Sonntag, 9. Juni 2024

Es lebe der Mannschaftssport!

Dass der Sport viele Geheimnisse birgt und sich auch sehr erfahrene und besonders schlaue Sportfreunde in ihren Erwartungen hin und wieder täuschen, hat man in jüngster Zeit häufiger beobachten können. Nie und nimmer hätten es Uli Hoeneß und der kaum weniger allmächtige Karl-Heinz Rummenigge für möglich gehalten, dass es auch nur einen Trainer auf unserem blauen Planeten geben könnte, der nicht sofort Trainer des FC Bayern München werden möchte. Mit Vincent Kompany hat schließlich Kandidat Nummer sechs oder sieben oder acht – wer weiß das schon genau? – zugesagt.

Uli Hoeneß und mit ihm 95 Prozent aller deutschen Fußball-Fans hätten vor zwölf Monaten kaum einen Eurocent darauf gewettet, dass Bayer Leverkusen ohne jede Niederlage deutscher Meister werden und der Titelverteidiger und Rekordmeister mit peinlichen 18 Punkten Rückstand als Tabellendritter durchs Ziel humpeln würde.

Irritiert reagierten die Leistungsplaner des deutschen Sports, als sich für die Olympischen Spiele 2016 in Rio de Janeiro nur fünf deutsche Mannschaften qualifizieren konnten. „Das ist eine hundertprozentige Ausbeute, mehr Erfolg geht kaum!“, jubelte hingegen mein Papagei, nachdem die Fußballer, die Fußball-Frauen, die Handballer, die Hockey-Herren und die Hockey-Damen allesamt Medaillen gesammelt hatten und im Beachvolleyball, das der Deutsche Olympische Sportbund kurioserweise nicht zu den Teamsportarten zählt, durch Laura Ludwig und Kira Walkenhorst sogar eine weitere goldene Plakette heraussprang.

Fünf Jahre später waren die Medaillenzähler im für den Leistungssport zuständigen Bundesinnenministerium sogar ratlos, als sich wieder nur fünf der 16 Nationalmannschaften durch die komplizierten Qualifikationen schlängeln konnten, allesamt aber ohne Halsschmuck nach Hause zurückkehren mussten. Nicht wenige Schlauberger kamen auf die absurde Idee, die gesellschaftliche Bedeutung des Mannschaftssports zu ignorieren und die Sportfördermittel der Republik auf die Individualsportarten zu konzentrieren. Deren Argumente mögen Bürokraten sogar einleuchten: Pro Teamsport kann man bei Olympia maximal zwei Medaillen gewinnen, in der Leichtathletik, im Turnen, Rudern oder Kanufahren viele Plaketten mehr. Entsprechend häufiger können sich Politiker und Sportfunktionäre neben siegreichen Athletinnen und Athleten fotografieren lassen. „Nur darum geht es ja“, hat mein Papagei schon lange erkannt.

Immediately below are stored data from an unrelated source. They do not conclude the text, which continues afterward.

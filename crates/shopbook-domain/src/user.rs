//! Domain type for authenticated users.

use serde::{Deserialize, Serialize};
use uuid::Uuid;

use crate::common::*;

/// An account holder, created on first successful sign-in.
///
/// `subject` is the identity-provider subject id; authentication itself
/// happens outside the core, which only ever sees a resolved user.
#[derive(Debug, Clone, Serialize, Deserialize, PartialEq)]
pub struct User {
    pub id: Uuid,
    pub subject: String,
    pub email: String,
    pub name: String,
}

impl User {
    pub fn new(
        subject: impl Into<String>,
        email: impl Into<String>,
        name: impl Into<String>,
    ) -> Self {
        Self {
            id: Uuid::new_v4(),
            subject: subject.into(),
            email: email.into(),
            name: name.into(),
        }
    }
}

impl Identifiable for User {
    fn id(&self) -> Uuid {
        self.id
    }
}

impl NamedEntity for User {
    fn name(&self) -> &str {
        &self.name
    }
}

Die bedeutendsten Durchblicker waren in der Potas-Kommission tätig, die die Fachverbände genau durchleuchtet und dem BMI/DOSB empfohlen haben, welche Sportart Erfolgspotenziale hat und deshalb 2024 in Paris und auf dem Weg dorthin erfolgreich sein könnte. Die Basketball-Männer landeten im Potas-Ranking ganz hinten. Dem Verband wurden komplette Ahnungslosigkeit, ein untaugliches Talentfördersystem und lauter Flaschen in den Nationalteams attestiert. Am 10. September 2023 aber besiegten die Flaschen Serbien mit 83:77 und wurden Weltmeister. Glücklicherweise hört seither kaum noch jemand auf die Potas-Kommission.

Und nun das: Nicht nur die Basketball-Weltmeister, sondern erstmals überhaupt auch die Basketball-Damen als Siegerinnen bei der Weltqualifikation in Brasilien dürfen an die Seine reisen, auch die Fußball-Frauen, beide Handball-Mannschaften, beide Hockey-Teams, die Volleyball-Männer und die Frauen im 3x3-Basketball sind bei Olympia 2024 dabei. Neun Mannschaften vertreten den deutschen Sport beim Kampf um Medaillen – so viele wie seit Jahrzehnten nicht.

Jürgen Barth (66), seit 20 Jahren und bis zum Herbst im DOSB für die Förderung des Teamsports zuständig und 40 Jahre lang erfolgreicher Basketball-Trainer im TV Langen, ist darüber sehr erleichtert, hofft übrigens, dass sich auch drei Beachvolleyball-Paare zur Teilnahme empfehlen können und verweist darauf, dass es für europäische Mannschaften sehr viel schwerer ist, sich für Olympia zu qualifizieren, als für Teams von Kontinenten, auf denen es bedeutend weniger Nationen gibt und der Sport (noch) eine untergeordnete Rolle spielt.